Azerbaycan, başlangıçta Bakü-Novorossiysk petrol boru hattına alternatif olarak Gürcistan üzerinden Batı’ya doğrudan ihracat imkânı sağlayan Bakü-Supsa petrol boru hattını devreye almıştır. Elbette ki, bu tür hamleler Moskova’nın tepkisini çekmiş ve çeşitli engeller oluşturma girişimlerine neden olmuştur. Ancak Azerbaycan, tüm bu süreçleri dikkatlice değerlendirerek dengeli bir dış politika izlemiştir. Moskova’nın bu rahatsızlığını yatıştırmak adına Azerbaycan, Bakü-Novorossiysk boru hattının taşıma kapasitesini artırmıştır. Bu hamle, Rusya’nın tepkisini kısmen de olsa hafifletmiştir. Sonraki yıllarda, dünyada artan enerji talebi karşısında Azerbaycan’ın petrol ve gaz ihracat oranı artış göstermiştir. Ancak Bakü-Novorossiysk ve Bakü-Supsa boru hatlarının ihracat kapasitesinin sınırlı olması, yeni bir boru hattının inşasını zorunlu kılmıştır. Nitekim, 18 Kasım 1999 tarihinde İstanbul’da düzenlenen Avrupa Güvenlik ve İşbirliği Teşkilatı (AGİT) Zirvesi’nde Azerbaycan Cumhurbaşkanı Haydar Aliyev, Gürcistan Cumhurbaşkanı Eduard Şevardnadze ve Türkiye Cumhurbaşkanı Süleyman Demirel’in katılımıyla “Ham Petrolün Bakü-Tiflis-Ceyhan Ana İhraç Boru Hattı ile Azerbaycan, Gürcistan ve Türkiye topraklarından taşınması” konulu anlaşma imzalanmıştır.

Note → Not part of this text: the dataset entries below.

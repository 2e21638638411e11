use serde::{Deserialize, Serialize};

/// One observed (name, email) attribution in history with its commit count.
#[derive(Debug, Clone, PartialEq, Eq, Hash, Serialize, Deserialize)]
pub struct Identity {
    pub name: String,
    pub email: String,
    pub commits: u64,
}

impl Identity {
    pub fn new(name: impl Into<String>, email: impl Into<String>, commits: u64) -> Self {
        Self {
            name: name.into(),
            email: email.into(),
            commits,
        }
    }

    /// Key used by mailmap lookups: `"name|email"` with the email lowercased.
    pub fn mailmap_key(&self) -> String {
        format!("{}|{}", self.name, self.email.to_lowercase())
    }
}

impl std::fmt::Display for Identity {
    fn fmt(&self, f: &mut std::fmt::Formatter<'_>) -> std::fmt::Result {
        write!(f, "{} <{}>", self.name, self.email)
    }
}
use authormap_common::error::{AuthormapError, AuthormapResult};

use super::models::{Mailmap, MailmapEntry};

/// One `Name? <email>` group on a mailmap line.
#[derive(Debug, PartialEq)]
struct Person<'a> {
    name: Option<&'a str>,
    email: &'a str,
}

/// Parse mailmap text. Blank lines and `#` lines are skipped; a `#` after the
/// last `>` starts a trailing comment.
pub fn parse_mailmap(text: &str) -> AuthormapResult<Mailmap> {
    let mut map = Mailmap::new();

    for (idx, raw) in text.lines().enumerate() {
        let line_no = idx + 1;
        let line = raw.trim();
        if line.is_empty() || line.starts_with('#') {
            continue;
        }

        let people = split_people(strip_trailing_comment(line)).map_err(|message| {
            AuthormapError::Parse {
                line: line_no,
                message,
            }
        })?;

        match people.as_slice() {
            [canonical] => {
                let Some(name) = canonical.name else {
                    tracing::debug!(line = line_no, "skipping mailmap line with bare email");
                    continue;
                };
                map.insert(
                    Mailmap::key(None, canonical.email),
                    MailmapEntry {
                        canonical_name: name.to_string(),
                        canonical_email: canonical.email.to_string(),
                    },
                );
            }
            [canonical, alias] => {
                map.insert(
                    Mailmap::key(alias.name, alias.email),
                    MailmapEntry {
                        canonical_name: canonical.name.unwrap_or("").to_string(),
                        canonical_email: canonical.email.to_string(),
                    },
                );
            }
            _ => {
                return Err(AuthormapError::Parse {
                    line: line_no,
                    message: format!("expected at most two <email> groups, found {}", people.len()),
                })
            }
        }
    }

    tracing::debug!(entries = map.len(), "parsed mailmap");
    Ok(map)
}

fn strip_trailing_comment(line: &str) -> &str {
    match line.rfind('>') {
        Some(end) => match line[end..].find('#') {
            Some(hash) => &line[..end + hash],
            None => line,
        },
        None => line,
    }
}

fn split_people(line: &str) -> Result<Vec<Person<'_>>, String> {
    let mut people = Vec::new();
    let mut rest = line;

    while let Some(open) = rest.find('<') {
        let close = rest[open..]
            .find('>')
            .map(|c| open + c)
            .ok_or_else(|| "unterminated <email>".to_string())?;

        let name = rest[..open].trim();
        let email = rest[open + 1..close].trim();
        if email.is_empty() {
            return Err("empty <email>".to_string());
        }

        people.push(Person {
            name: (!name.is_empty()).then_some(name),
            email,
        });
        rest = &rest[close + 1..];
    }

    if people.is_empty() {
        return Err("expected <email>".to_string());
    }
    if !rest.trim().is_empty() {
        return Err(format!("unexpected trailing text {:?}", rest.trim()));
    }
    Ok(people)
}

#[cfg(test)]
mod tests {
    use super::*;

    #[test]
    fn parses_full_line() {
        let map = parse_mailmap("Jane Roe <jane@corp.com> jroe <JROE@home.net>\n").unwrap();
        let entry = map.get("jroe|jroe@home.net").unwrap();
        assert_eq!(entry.canonical_name, "Jane Roe");
        assert_eq!(entry.canonical_email, "jane@corp.com");
    }

    #[test]
    fn alias_without_name_keys_on_email() {
        let map = parse_mailmap("Jane Roe <jane@corp.com> <old@corp.com>").unwrap();
        assert!(map.get("|old@corp.com").is_some());
    }

    #[test]
    fn single_group_maps_email_to_name() {
        let map = parse_mailmap("Jane Roe <jane@corp.com>").unwrap();
        let entry = map.get("|jane@corp.com").unwrap();
        assert_eq!(entry.canonical_name, "Jane Roe");
    }

    #[test]
    fn bare_email_line_is_skipped() {
        let map = parse_mailmap("<jane@corp.com>").unwrap();
        assert!(map.is_empty());
    }

    #[test]
    fn comments_and_blank_lines_skipped() {
        let text = "# header\n\n   \nA <a@x.com> B <b@x.com> # trailing note\n";
        let map = parse_mailmap(text).unwrap();
        assert_eq!(map.len(), 1);
        assert!(map.get("B|b@x.com").is_some());
    }

    #[test]
    fn canonical_email_only_keeps_empty_name() {
        let map = parse_mailmap("<new@x.com> <old@x.com>").unwrap();
        let entry = map.get("|old@x.com").unwrap();
        assert_eq!(entry.canonical_name, "");
        assert_eq!(entry.canonical_email, "new@x.com");
    }

    #[test]
    fn missing_email_reports_line_number() {
        let err = parse_mailmap("A <a@x.com>\njust a name\n").unwrap_err();
        match err {
            AuthormapError::Parse { line, .. } => assert_eq!(line, 2),
            other => panic!("unexpected error: {other:?}"),
        }
    }

    #[test]
    fn unterminated_bracket_is_error() {
        assert!(parse_mailmap("A <a@x.com").is_err());
    }

    #[test]
    fn three_groups_is_error() {
        assert!(parse_mailmap("A <a@x.com> B <b@x.com> C <c@x.com>").is_err());
    }

    #[test]
    fn empty_text_is_empty_map() {
        assert!(parse_mailmap("").unwrap().is_empty());
    }
}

Azerbaycan’ın hayata geçirdiği bu proje, Türkiye ve gelecekte Orta Asya Türk devletleri için büyük fırsatlar yaratmaktaydı. Ancak, bağımsız ve çok yönlü bir ekonomi inşa eden Azerbaycan, Moskova ve Tahran için farklı tehditler oluşturuyordu. Moskova yönetimi, Azerbaycan’da inşa edilen petrol ve doğalgaz altyapısının, ilerleyen süreçte Kazakistan ve Türkmenistan’ın hidrokarbon kaynaklarının Avrupa pazarına çıkışına olanak tanıyacağını gayet iyi biliyordu. Benzer şekilde, İran yönetimi de bu süreçten büyük rahatsızlık duymaktaydı. Ancak İran için asıl endişe yaratan husus, Türkiye ve Azerbaycan arasındaki ekonomik iş birliğinin derinleşmesi ve bunun, İran topraklarında yaşayan 25-30 milyonluk Azerbaycan Türkü nüfusu arasında yankı bulması ihtimaliydi. Ayrıca, İran’ın Hazar Denizi’nde Azerbaycan’a ait petrol ve doğalgaz yatakları üzerindeki hak iddiaları, iki ülke arasındaki gerilimi zirveye taşımıştı. Azerbaycan ile İran arasındaki en ciddi gerilim 2001 yılında yaşanmıştır. O yılın Temmuz ayı sonunda, İran’a ait savaş gemileri ve uçakları, BP tarafından işletilen Azerbaycan’a ait bir araştırma gemisini, Araz-Alov-Şərq sahasının da içinde bulunduğu keşif bölgesini terk etmeye zorlamıştır. Azerbaycan Devlet Petrol Şirketi (SOCAR), 1998 yılında BP ve Statoil şirketleri ile bu sahaların işletilmesi için anlaşma imzalamış ve ilk keşif çalışmalarına başlamıştı. Ancak İran Petrol Bakanlığı, bu sahaların bir kısmının İran’ın Hazar Denizi’ndeki sektörüne ait olduğunu iddia ederek söz konusu anlaşmaların geçersiz olduğunu ilan etmişti. Bu gelişmeler sonucunda BP, Araz-Alov-Şərq sahasındaki tüm faaliyetlerini durdurmak zorunda kalmıştı.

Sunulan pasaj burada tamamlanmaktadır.